CRÍTICA | She-Hulk é a série mais corajosa da Marvel

Na última quinta-feira (13) foi ao ar o último episódio da série Mulher-Hulk: Defensora de Heróis. A série foi duramente criticada pelos fãs e amarga a menor nota no IMDB entre as séries da Marvel Studios até então. Mas será que a série é tão ruim assim?

She-Hulk desde o início propõe ser uma série de comédia voltada muito menos para o lado heroico que luta contra caras maus e mais para a vida da heroína e sua dupla identidade. A série é perfeita? Longe disso, mas ela tem vários acertos que estão sendo ignorados por fãs que não entenderam a proposta da série. Cum uma ótima atuação de Tatiana Maslany, She-Hulk brinca com as convenções da Marvel e as quebra, como quebra a quarta parede, inicialmente causando estranheza e depois causando uma relação de intimidade com o espectador. A série é, na verdade, sobre uma advogada que ganha poderes quando não queria recebê-los, e depois se depara que eles não são tão ruins assim, enquanto lida com os dilemas de ser uma ‘supermulher’.

A todo momento é jogado sintomas de comparação entre a She-Hulk e o Hulk (tirando pelo próprio nome da heroína), a série sabe problematizar muito bem as situações machistas da sociedade sem deixar o ambiente pesado ou um clima de militante de twitter. Jennifer Walters é uma personagem super identificável por seu fracasso e pelos problemas que ela carrega.
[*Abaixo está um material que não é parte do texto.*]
//! Subscription handles.

use std::fmt;
use std::sync::Weak;
use std::sync::atomic::{AtomicBool, Ordering};

use tracing::debug;
use uuid::Uuid;

use crate::bus::Shared;

/// Unique identifier of a subscription.
#[derive(Debug, Clone, Copy, PartialEq, Eq, Hash)]
pub struct SubscriptionId(Uuid);

impl SubscriptionId {
    /// Allocate a fresh random identifier.
    #[must_use]
    pub fn new() -> Self {
        Self(Uuid::new_v4())
    }
}

impl Default for SubscriptionId {
    fn default() -> Self {
        Self::new()
    }
}

impl fmt::Display for SubscriptionId {
    fn fmt(&self, f: &mut fmt::Formatter<'_>) -> fmt::Result {
        self.0.fmt(f)
    }
}

/// A live registration of one handler against one subject.
///
/// Returned by [`Bus::subscribe`](crate::Bus::subscribe). Dropping the handle
/// does not unsubscribe; call [`Subscription::unsubscribe`] or close the bus.
/// The handle only holds a weak reference to the bus.
pub struct Subscription<M> {
    id: SubscriptionId,
    subject: String,
    bus: Weak<Shared<M>>,
    unsubscribed: AtomicBool,
}

impl<M> Subscription<M> {
    pub(crate) fn new(id: SubscriptionId, subject: String, bus: Weak<Shared<M>>) -> Self {
        Self {
            id,
            subject,
            bus,
            unsubscribed: AtomicBool::new(false),
        }
    }

    /// Returns the subscription's identifier.
    #[must_use]
    pub fn id(&self) -> SubscriptionId {
        self.id
    }

    /// Returns the subject this subscription listens on.
    #[must_use]
    pub fn subject(&self) -> &str {
        &self.subject
    }

    /// Remove this subscription from the bus.
    ///
    /// Messages already queued are still delivered, then the delivery task
    /// exits. Safe to call any number of times, from any number of threads;
    /// only the first call does anything. A no-op once the bus is closed or
    /// dropped.
    pub fn unsubscribe(&self) {
        if self.unsubscribed.swap(true, Ordering::AcqRel) {
            return;
        }
        let Some(shared) = self.bus.upgrade() else {
            return;
        };
        let removed = shared.write().remove(&self.subject, self.id);
        debug!(
            subject = self.subject,
            subscription_id = %self.id,
            removed,
            "unsubscribed"
        );
    }
}

impl<M> fmt::Debug for Subscription<M> {
    fn fmt(&self, f: &mut fmt::Formatter<'_>) -> fmt::Result {
        f.debug_struct("Subscription")
            .field("id", &self.id)
            .field("subject", &self.subject)
            .field("unsubscribed", &self.unsubscribed.load(Ordering::Acquire))
            .finish()
    }
}

#[cfg(test)]
mod tests {
    use super::*;

    #[test]
    fn test_ids_are_unique() {
        assert_ne!(SubscriptionId::new(), SubscriptionId::new());
    }

    #[test]
    fn test_unsubscribe_without_bus_is_noop() {
        let sub: Subscription<u32> = Subscription::new(SubscriptionId::new(), "orders".into(), Weak::new());
        sub.unsubscribe();
        sub.unsubscribe();
        assert_eq!(sub.subject(), "orders");
    }
}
O primeiro episódio da série é irreverente e já traz uma mostra se você iria odiar ou amar a série. O piloto ditou muito bem o tom cômico que o show adotaria e começou trazendo algo que veio em todos os episódios: participações especiais. O grande ponto baixo desse episódio é o modo que a Jen recebe seus poderes que acelera o tempo da narrativa, já que os episódios são mais curtos, mas deixaram uma situação tosca. Porém esse fato começou a ser ignorado com o decorrer da série.

She-Hulk adotou o esquema de ‘problema do episódio’, cada semana Jennifer teria uma aventura, que funciona tanto separadamente quanto uma narrativa contínua. O foco principal era sempre na vida da Jennifer Walters tentando se adaptar à vida da She-Hulk. A série aborda de forma muito boa o machismo incrustado na sociedade e nas corporações, o desejo que as mulheres têm de romances e prazeres e até de problemas familiares.
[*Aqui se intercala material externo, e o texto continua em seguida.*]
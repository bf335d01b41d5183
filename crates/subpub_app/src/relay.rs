//! Line relay — the glue between stdin/stdout and the bus.
//!
//! Each input line is `<subject> <payload>`. Subscribed subjects are written
//! to an output sink as `<subject>: <payload>`. Empty subjects are rejected
//! here; the bus itself accepts them.

use std::io::Write;
use std::time::Duration;

use subpub::{Bus, BusError, Subscription};
use tracing::{debug, error, info};

/// Errors surfaced to the relay's caller.
#[derive(Debug, thiserror::Error)]
pub enum RelayError {
    /// The subject was empty.
    #[error("subject is required")]
    EmptySubject,

    /// The bus rejected the operation.
    #[error(transparent)]
    Bus(#[from] BusError),
}

/// Split a line into subject and payload at the first space.
///
/// A line without a space is a subject with an empty payload.
#[must_use]
pub fn parse_line(line: &str) -> (&str, &str) {
    let line = line.trim_end_matches(['\r', '\n']);
    line.split_once(' ').unwrap_or((line, ""))
}

/// Forwards lines onto a bus and bus deliveries onto writers.
#[derive(Debug)]
pub struct Relay {
    bus: Bus<String>,
    subscriptions: Vec<Subscription<String>>,
}

impl Relay {
    /// Create a relay over `bus`.
    #[must_use]
    pub fn new(bus: Bus<String>) -> Self {
        Self {
            bus,
            subscriptions: Vec::new(),
        }
    }

    /// Forward every message on `subject` to `out`.
    ///
    /// # Errors
    ///
    /// Returns [`RelayError::EmptySubject`] for an empty subject, or
    /// [`RelayError::Bus`] if the bus is closed.
    pub fn subscribe<W>(&mut self, subject: &str, mut out: W) -> Result<(), RelayError>
    where
        W: Write + Send + 'static,
    {
        if subject.is_empty() {
            return Err(RelayError::EmptySubject);
        }

        let key = subject.to_string();
        let sub = self.bus.subscribe(subject, move |payload: String| {
            if let Err(e) = writeln!(out, "{key}: {payload}").and_then(|()| out.flush()) {
                error!(subject = key, %e, "failed to forward message");
            }
        })?;

        info!(subject, subscription_id = %sub.id(), "new subscription");
        self.subscriptions.push(sub);
        Ok(())
    }

    /// Publish one input line.
    ///
    /// Returns how many subscribers accepted the payload.
    ///
    /// # Errors
    ///
    /// Returns [`RelayError::EmptySubject`] if the line has no subject, or
    /// [`RelayError::Bus`] if the bus is closed.
    pub fn handle_line(&self, line: &str) -> Result<usize, RelayError> {
        let (subject, payload) = parse_line(line);
        if subject.is_empty() {
            return Err(RelayError::EmptySubject);
        }

        let accepted = self.bus.publish(subject, payload.to_string())?;
        debug!(subject, payload, accepted, "published event");
        Ok(accepted)
    }

    /// Returns the number of subjects this relay forwards.
    #[must_use]
    pub fn subscription_count(&self) -> usize {
        self.subscriptions.len()
    }

    /// Drop the relay's subscriptions and close the bus.
    ///
    /// # Errors
    ///
    /// Returns [`BusError::DeadlineExceeded`] if deliveries were still running
    /// after `timeout`.
    pub async fn shutdown(self, timeout: Duration) -> Result<(), BusError> {
        for sub in &self.subscriptions {
            sub.unsubscribe();
        }
        self.bus.close(timeout).await
    }
}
Os pontos mais altos da série ficaram na reta final. A participação do Demolidor, trazendo Charlie Cox mais uma vez para viver Matt Murdock, foi a combinação perfeita de comédia com ação. É neste episódio que vemos a She-Hulk como heroína pela primeira vez efetivamente e presenciamos uma das maiores químicas do MCU (o que deixou alguns fãs puristas incomodados).

O outro ponto foi o episódio final, que virou um episódio ‘ame ou odeie’. A season finale estava se encaminhando para um final tradicional Marvel de brigas, revelações e uma conclusão apressada até que veio a grande surpresa: She-Hulk sai do ‘mundo da série’ e vem para ‘o mundo real’ passeando pelo catálogo Marvel. É nesse momento em que a Jennifer crítica toda a fórmula Marvel. A gente entende essa sensação estranha da Marvel criticando a própria Marvel e fica na dúvida se é apenas uma piada ou se a criadora da série, Jessica Gao, realmente teve essa liberdade. A série abre mão de um final espalhafatoso, para um final que condiz com o restante da série: uma comédia crítica sobre uma mulher com problemas reais, que vira uma Hulk e precisa lidar com isso.
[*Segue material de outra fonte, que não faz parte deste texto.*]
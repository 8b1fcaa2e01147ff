//! Thin XML access layer over sxd-document / sxd-xpath.
//!
//! TwinCAT sources and manifests are XML wrappers; everything the parsers
//! need is "find the first element/attribute/text matching this path",
//! which XPath covers directly.

use anyhow::{anyhow, Result};
use sxd_document::dom::Document;
use sxd_document::{parser, Package};
use sxd_xpath::nodeset::Node;
use sxd_xpath::{evaluate_xpath, Context, Factory, Value};

/// Parse XML content into a package. Malformed content is an error the
/// caller contains at the file boundary.
pub fn parse(content: &str) -> Result<Package> {
    parser::parse(content).map_err(|e| anyhow!("malformed XML: {}", e))
}

/// All nodes matching `xpath`, in document order.
pub fn nodes<'d>(doc: &'d Document<'d>, xpath: &str) -> Result<Vec<Node<'d>>> {
    let value =
        evaluate_xpath(doc, xpath).map_err(|e| anyhow!("xpath {} failed: {}", xpath, e))?;
    match value {
        Value::Nodeset(nodeset) => Ok(nodeset.document_order()),
        _ => Ok(Vec::new()),
    }
}

/// First node matching `xpath`, if any.
pub fn first_node<'d>(doc: &'d Document<'d>, xpath: &str) -> Result<Option<Node<'d>>> {
    Ok(nodes(doc, xpath)?.into_iter().next())
}

/// Trimmed string value of the first node matching `xpath`, or empty.
pub fn first_text(doc: &Document<'_>, xpath: &str) -> Result<String> {
    Ok(first_node(doc, xpath)?
        .map(|node| node.string_value().trim().to_string())
        .unwrap_or_default())
}

/// Attribute value of an element node.
pub fn attribute<'d>(node: &Node<'d>, name: &str) -> Option<&'d str> {
    node.element().and_then(|el| el.attribute_value(name))
}

/// All nodes matching an XPath that uses a namespace prefix.
pub fn nodes_ns<'d>(
    doc: &'d Document<'d>,
    xpath: &str,
    prefix: &str,
    uri: &str,
) -> Result<Vec<Node<'d>>> {
    let factory = Factory::new();
    let expression = factory
        .build(xpath)
        .map_err(|e| anyhow!("invalid xpath {}: {}", xpath, e))?
        .ok_or_else(|| anyhow!("empty xpath expression"))?;
    let mut context = Context::new();
    context.set_namespace(prefix, uri);
    let value = expression
        .evaluate(&context, doc.root())
        .map_err(|e| anyhow!("xpath {} failed: {}", xpath, e))?;
    match value {
        Value::Nodeset(nodeset) => Ok(nodeset.document_order()),
        _ => Ok(Vec::new()),
    }
}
Mulher-Hulk: Defensora de Heróis é uma ótima série e prova que a Marvel pode explorar novos caminhos. A maior parte dos espectadores que não gostaram do show vem com respostas que a própria série critica, e provavelmente Gao sabia que eles viriam. She-Hulk debocha desses espectadores e ‘fãs’, e esse incômodo faz com que rejeitem a série e peçam por mais produções de hominhos com poderes se batendo.

É incerto o caminho que a Marvel dará para She-Hulk e se a empresa continuará explorando esses novos caminhos ou se voltará para a zona segura. O certo é que se filmes de heróis estavam à beira da saturação (se não já passaram desse limite), She-Hulk trouxe um refresco para esse olhar, protagonizado e criado por uma mulher, com vários fan-services e com uma qualidade que se mantém (não falaremos nessa crítica sobre o CGI da She-Hulk, pois os problemas disto estão em outro aspecto da produção que cabe a melhores condições de trabalho aos trabalhadores de efeitos especiais).